Received 14 May 2005; Revised 26 July 2005; Accepted 1 August 2005.

Abstract

Regulation of gene expression is necessary to avoid possible adverse effects of gene therapy due to excess synthesis of transgene products. To reduce transgene expression, we developed a viral vector-mediated somatic regulation system using inducible Cre recombinase. A recombinant adeno-associated virus (AAV) vector expressing Cre recombinase fused to a mutated ligand-binding domain of the estrogen receptor (CreER^T2) was delivered along with AAV vectors expressing dopamine-synthesizing enzymes to rats of a Parkinson disease model.
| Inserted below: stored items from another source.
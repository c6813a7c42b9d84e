use thiserror::Error;

use crate::field::FieldType;

#[derive(Debug, Error)]
pub enum PipelineError {
    #[error("mismatch, field \"{field}\": was {actual}, expected {expected}")]
    TypeMismatch {
        field: String,
        expected: FieldType,
        actual: FieldType,
    },
    #[error("mismatch, field \"{field}\": value does not match collection flag")]
    CollectionMismatch { field: String },
    #[error("level of nesting not allowed, field \"{field}\"")]
    NestingNotAllowed { field: String },
    #[error("error for entry on row {row}: {source}")]
    Row {
        row: usize,
        #[source]
        source: Box<PipelineError>,
    },
    #[error("wrongly formatted field directive: \"{0}\"")]
    InvalidDirective(String),
    #[error("unknown converter: {0}")]
    UnknownConverter(String),
    #[error("unknown source field: {0}")]
    UnknownField(String),
    #[error("module not found: {0}")]
    ModuleNotFound(String),
    #[error("unknown value kind for column \"{column}\"")]
    UnsupportedValue { column: String },
    #[error("io error: {0}")]
    Io(#[from] std::io::Error),
    #[error("csv error: {0}")]
    Csv(#[from] csv::Error),
    #[error("json error: {0}")]
    Json(#[from] serde_json::Error),
    #[error("yaml error: {0}")]
    Yaml(#[from] serde_yaml::Error),
    #[error("{0}")]
    Message(String),
}

impl PipelineError {
    /// Wrap an inference failure with the 1-based row it occurred on.
    pub fn on_row(self, row: usize) -> Self {
        match self {
            already @ PipelineError::Row { .. } => already,
            other => PipelineError::Row {
                row,
                source: Box::new(other),
            },
        }
    }
}

pub type Result<T> = std::result::Result<T, PipelineError>;
//! Schema module.
//!
//! Reads the source once, infers the entry schema, source order and
//! size, reshapes the schema through the export field directives and
//! persists the result for every module that depends on it. The
//! returned task applies the per-record field conversions.

use std::fs;
use std::path::PathBuf;

use anyhow::Context;
use tracing::info;

use reltab_ingest::SourceReader;
use reltab_model::PipelineConfig;

use crate::convert::build_entry_converter;
use crate::infer::infer_schema;
use crate::module::{Artifact, ArtifactMap, ModuleSpec, SchemaArtifact, Task};

pub const SPEC: ModuleSpec = ModuleSpec {
    name: "schema",
    dependencies: &[],
    export,
    load: Some(load),
};

fn export(config: &PipelineConfig, _artifacts: &ArtifactMap) -> anyhow::Result<Vec<Task>> {
    let mut reader = SourceReader::open(config)?;
    // inference exhausts the reader, which is what makes the source
    // order and size below valid
    let mut entry_schema = infer_schema(&mut reader)?;
    let source_order = reader.source_order().to_vec();
    let size = reader.size();

    let converter = build_entry_converter(config, &mut entry_schema)?;
    info!(schema = %serde_json::to_string(&entry_schema)?, "using entry schema");

    let artifact = SchemaArtifact {
        entry_schema,
        source_order,
        size,
    };
    let path = data_path(config);
    fs::create_dir_all(path.parent().context("schema path has no parent")?)?;
    fs::write(&path, serde_json::to_string_pretty(&artifact)?)?;

    Ok(vec![Box::new(converter)])
}

fn load(config: &PipelineConfig) -> anyhow::Result<Artifact> {
    let path = data_path(config);
    let text = fs::read_to_string(&path)
        .with_context(|| format!("reading schema artifact {}", path.display()))?;
    Ok(Artifact::Schema(serde_json::from_str(&text)?))
}

fn data_path(config: &PipelineConfig) -> PathBuf {
    config.output_dir().join("schema").join("schema.json")
}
Treatment with 4-hydroxytamoxifen, a synthetic estrogen receptor modulator, activated Cre recombinase within the transduced neurons and induced selective excision of the tyrosine hydroxylase (TH) coding sequence flanked by loxP sites, leading to a reduction in transgene-mediated dopamine synthesis. Using this strategy, aromatic L-amino acid decarboxylase (AADC) activity was retained so that L-3,4-dihydroxyphenylalanine (L-dopa), a substrate for AADC, could be converted to dopamine in the striatum and the therapeutic effects of L-dopa preserved, even after reduction of TH expression in the case of dopamine overproduction. Our data demonstrate that viral vector-mediated inducible Cre recombinase can serve as an in vivo molecular switch, allowing spatial and temporal control of transgene expression, thereby potentially increasing the safety of gene therapy.